*Task to complete*: In the listing below, write out exactly each line from the first through the one containing "scoring reads them".
Start of Block
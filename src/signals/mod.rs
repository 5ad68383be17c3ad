/// Risk signal storage
///
/// A RiskSignal is one unit of evidence produced by the upstream event
/// classifiers (message scanning, transaction monitoring). Signals are
/// immutable once recorded and are never deleted; scoring reads them
/// through a trailing time window and lets old evidence fade via decay.
use crate::error::{EngineError, EngineResult};
use chrono::{DateTime, Duration, Utc};
use serde::{Deserialize, Serialize};
use sqlx::{Row, SqlitePool};
use uuid::Uuid;

/// Closed set of signal types emitted by the upstream classifiers.
#[derive(Debug, Clone, Copy, PartialEq, Eq, Hash, Serialize, Deserialize)]
#[serde(rename_all = "snake_case")]
pub enum SignalType {
    ContactPhone,
    ContactEmail,
    ContactSocial,
    ContactMessagingApp,
    OffPlatformIntent,
    GroomingLanguage,
    PaymentExternal,
    TxRedirectAttempt,
    TxFailureCorrelated,
    TxTimingAlignment,
}

/// Which scoring factor a signal type feeds.
#[derive(Debug, Clone, Copy, PartialEq, Eq, Serialize)]
pub enum FactorKind {
    Operational,
    Behavioral,
}

impl SignalType {
    pub fn as_str(&self) -> &'static str {
        match self {
            SignalType::ContactPhone => "contact_phone",
            SignalType::ContactEmail => "contact_email",
            SignalType::ContactSocial => "contact_social",
            SignalType::ContactMessagingApp => "contact_messaging_app",
            SignalType::OffPlatformIntent => "off_platform_intent",
            SignalType::GroomingLanguage => "grooming_language",
            SignalType::PaymentExternal => "payment_external",
            SignalType::TxRedirectAttempt => "tx_redirect_attempt",
            SignalType::TxFailureCorrelated => "tx_failure_correlated",
            SignalType::TxTimingAlignment => "tx_timing_alignment",
        }
    }

    pub fn from_str(s: &str) -> EngineResult<Self> {
        match s.to_lowercase().as_str() {
            "contact_phone" => Ok(SignalType::ContactPhone),
            "contact_email" => Ok(SignalType::ContactEmail),
            "contact_social" => Ok(SignalType::ContactSocial),
            "contact_messaging_app" => Ok(SignalType::ContactMessagingApp),
            "off_platform_intent" => Ok(SignalType::OffPlatformIntent),
            "grooming_language" => Ok(SignalType::GroomingLanguage),
            "payment_external" => Ok(SignalType::PaymentExternal),
            "tx_redirect_attempt" => Ok(SignalType::TxRedirectAttempt),
            "tx_failure_correlated" => Ok(SignalType::TxFailureCorrelated),
            "tx_timing_alignment" => Ok(SignalType::TxTimingAlignment),
            _ => Err(EngineError::Validation(format!("Invalid signal type: {}", s))),
        }
    }

    /// Communication-pattern signals feed the behavioral factor,
    /// transaction-derived signals the operational factor.
    pub fn factor(&self) -> FactorKind {
        match self {
            SignalType::ContactPhone
            | SignalType::ContactEmail
            | SignalType::ContactSocial
            | SignalType::ContactMessagingApp
            | SignalType::OffPlatformIntent
            | SignalType::GroomingLanguage => FactorKind::Behavioral,
            SignalType::PaymentExternal
            | SignalType::TxRedirectAttempt
            | SignalType::TxFailureCorrelated
            | SignalType::TxTimingAlignment => FactorKind::Operational,
        }
    }

    /// Per-type base weight. The table is part of the type so adding a
    /// variant without a weight fails to compile.
    pub fn base_weight(&self) -> f64 {
        match self {
            SignalType::ContactPhone => 0.60,
            SignalType::ContactEmail => 0.60,
            SignalType::ContactSocial => 0.50,
            SignalType::ContactMessagingApp => 0.65,
            SignalType::OffPlatformIntent => 0.70,
            SignalType::GroomingLanguage => 0.90,
            SignalType::PaymentExternal => 0.90,
            SignalType::TxRedirectAttempt => 0.85,
            SignalType::TxFailureCorrelated => 0.60,
            SignalType::TxTimingAlignment => 0.50,
        }
    }
}

/// One unit of evidence for a user.
#[derive(Debug, Clone, Serialize, Deserialize)]
pub struct RiskSignal {
    pub id: String,
    pub user_id: String,
    pub source_event_id: Option<String>,
    pub signal_type: SignalType,
    pub confidence: f64,
    pub evidence: serde_json::Value,
    pub obfuscation_flags: Vec<String>,
    pub pattern_flags: Vec<String>,
    pub detected_at: DateTime<Utc>,
    pub created_at: DateTime<Utc>,
}

/// Fields supplied when recording a new signal.
#[derive(Debug, Clone, Deserialize)]
pub struct NewSignal {
    pub user_id: String,
    pub source_event_id: Option<String>,
    pub signal_type: SignalType,
    pub confidence: f64,
    #[serde(default)]
    pub evidence: serde_json::Value,
    #[serde(default)]
    pub obfuscation_flags: Vec<String>,
    #[serde(default)]
    pub pattern_flags: Vec<String>,
    pub detected_at: Option<DateTime<Utc>>,
}

/// Signal store
#[derive(Clone)]
pub struct SignalStore {
    db: SqlitePool,
}

impl SignalStore {
    pub fn new(db: SqlitePool) -> Self {
        Self { db }
    }

    /// Record a new signal. Signals are append-only.
    pub async fn record(&self, new: NewSignal) -> EngineResult<RiskSignal> {
        if new.user_id.trim().is_empty() {
            return Err(EngineError::Validation("user_id cannot be empty".to_string()));
        }
        if !(0.0..=1.0).contains(&new.confidence) {
            return Err(EngineError::Validation(format!(
                "confidence must be within [0,1], got {}",
                new.confidence
            )));
        }

        let now = Utc::now();
        let detected_at = new.detected_at.unwrap_or(now);
        let id = Uuid::new_v4().to_string();

        sqlx::query(
            r#"
            INSERT INTO risk_signals
            (id, user_id, source_event_id, signal_type, confidence, evidence,
             obfuscation_flags, pattern_flags, detected_at, created_at)
            VALUES (?, ?, ?, ?, ?, ?, ?, ?, ?, ?)
            "#,
        )
        .bind(&id)
        .bind(&new.user_id)
        .bind(&new.source_event_id)
        .bind(new.signal_type.as_str())
        .bind(new.confidence)
        .bind(new.evidence.to_string())
        .bind(serde_json::to_string(&new.obfuscation_flags)?)
        .bind(serde_json::to_string(&new.pattern_flags)?)
        .bind(detected_at.to_rfc3339())
        .bind(now.to_rfc3339())
        .execute(&self.db)
        .await?;

        crate::metrics::record_signal_ingested(new.signal_type.as_str());

        Ok(RiskSignal {
            id,
            user_id: new.user_id,
            source_event_id: new.source_event_id,
            signal_type: new.signal_type,
            confidence: new.confidence,
            evidence: new.evidence,
            obfuscation_flags: new.obfuscation_flags,
            pattern_flags: new.pattern_flags,
            detected_at,
            created_at: now,
        })
    }

    /// Fetch all signals for a user detected within the trailing window.
    ///
    /// A malformed stored row (bad flags JSON, out-of-range confidence) is
    /// skipped with a warning rather than failing the whole read; one bad
    /// signal must never abort a score computation.
    pub async fn for_user_within(&self, user_id: &str, days: i64) -> EngineResult<Vec<RiskSignal>> {
        let since = Utc::now() - Duration::days(days);

        let rows = sqlx::query(
            r#"
            SELECT id, user_id, source_event_id, signal_type, confidence, evidence,
                   obfuscation_flags, pattern_flags, detected_at, created_at
            FROM risk_signals
            WHERE user_id = ? AND detected_at >= ?
            ORDER BY detected_at DESC
            "#,
        )
        .bind(user_id)
        .bind(since.to_rfc3339())
        .fetch_all(&self.db)
        .await?;

        let mut signals = Vec::with_capacity(rows.len());
        for row in rows {
            match parse_signal(&row) {
                Ok(signal) => signals.push(signal),
                Err(e) => {
                    let id: String = row.try_get("id").unwrap_or_default();
                    tracing::warn!(signal_id = %id, error = %e, "skipping malformed risk signal");
                }
            }
        }

        Ok(signals)
    }

    /// Fetch specific signals by id (for enforcement citation display).
    pub async fn fetch_by_ids(&self, ids: &[String]) -> EngineResult<Vec<RiskSignal>> {
        let mut signals = Vec::with_capacity(ids.len());
        for id in ids {
            let row = sqlx::query(
                r#"
                SELECT id, user_id, source_event_id, signal_type, confidence, evidence,
                       obfuscation_flags, pattern_flags, detected_at, created_at
                FROM risk_signals
                WHERE id = ?
                "#,
            )
            .bind(id)
            .fetch_optional(&self.db)
            .await?;

            if let Some(row) = row {
                match parse_signal(&row) {
                    Ok(signal) => signals.push(signal),
                    Err(e) => {
                        tracing::warn!(signal_id = %id, error = %e, "skipping malformed risk signal")
                    }
                }
            }
        }
        Ok(signals)
    }

    /// Distinct user ids that have at least one signal on record.
    pub async fn distinct_user_ids(&self) -> EngineResult<Vec<String>> {
        let rows = sqlx::query("SELECT DISTINCT user_id FROM risk_signals ORDER BY user_id")
            .fetch_all(&self.db)
            .await?;

        let mut ids = Vec::with_capacity(rows.len());
        for row in rows {
            ids.push(row.try_get("user_id")?);
        }
        Ok(ids)
    }
}

/// Parse a database row into a RiskSignal.
fn parse_signal(row: &sqlx::sqlite::SqliteRow) -> EngineResult<RiskSignal> {
    let signal_type_str: String = row.try_get("signal_type")?;
    let signal_type = SignalType::from_str(&signal_type_str)?;

    let confidence: f64 = row.try_get("confidence")?;
    if !(0.0..=1.0).contains(&confidence) {
        return Err(EngineError::Validation(format!(
            "stored confidence out of range: {}",
            confidence
        )));
    }

    let evidence_str: String = row.try_get("evidence")?;
    let evidence: serde_json::Value = serde_json::from_str(&evidence_str)
        .map_err(|e| EngineError::Validation(format!("invalid evidence JSON: {}", e)))?;

    let obfuscation_str: String = row.try_get("obfuscation_flags")?;
    let obfuscation_flags: Vec<String> = serde_json::from_str(&obfuscation_str)
        .map_err(|e| EngineError::Validation(format!("invalid obfuscation flags: {}", e)))?;

    let pattern_str: String = row.try_get("pattern_flags")?;
    let pattern_flags: Vec<String> = serde_json::from_str(&pattern_str)
        .map_err(|e| EngineError::Validation(format!("invalid pattern flags: {}", e)))?;

    let detected_at_str: String = row.try_get("detected_at")?;
    let detected_at = DateTime::parse_from_rfc3339(&detected_at_str)
        .map_err(|e| EngineError::Internal(format!("Invalid timestamp: {}", e)))?
        .with_timezone(&Utc);

    let created_at_str: String = row.try_get("created_at")?;
    let created_at = DateTime::parse_from_rfc3339(&created_at_str)
        .map_err(|e| EngineError::Internal(format!("Invalid timestamp: {}", e)))?
        .with_timezone(&Utc);

    Ok(RiskSignal {
        id: row.try_get("id")?,
        user_id: row.try_get("user_id")?,
        source_event_id: row.try_get("source_event_id")?,
        signal_type,
        confidence,
        evidence,
        obfuscation_flags,
        pattern_flags,
        detected_at,
        created_at,
    })
}

#[cfg(test)]
pub(crate) async fn create_signal_table(db: &SqlitePool) {
    sqlx::query(
        r#"
        CREATE TABLE risk_signals (
            id TEXT PRIMARY KEY,
            user_id TEXT NOT NULL,
            source_event_id TEXT,
            signal_type TEXT NOT NULL,
            confidence REAL NOT NULL DEFAULT 0,
            evidence TEXT NOT NULL DEFAULT '{}',
            obfuscation_flags TEXT NOT NULL DEFAULT '[]',
            pattern_flags TEXT NOT NULL DEFAULT '[]',
            detected_at TEXT NOT NULL,
            created_at TEXT NOT NULL
        )
        "#,
    )
    .execute(db)
    .await
    .unwrap();
}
End of Block
*Problem solution*:
filename src/signals/mod.rs
repository 5ad68383be17c3ad
/// Risk signal storage
///
/// A RiskSignal is one unit of evidence produced by the upstream event
/// classifiers (message scanning, transaction monitoring). Signals are
/// immutable once recorded and are never deleted; scoring reads them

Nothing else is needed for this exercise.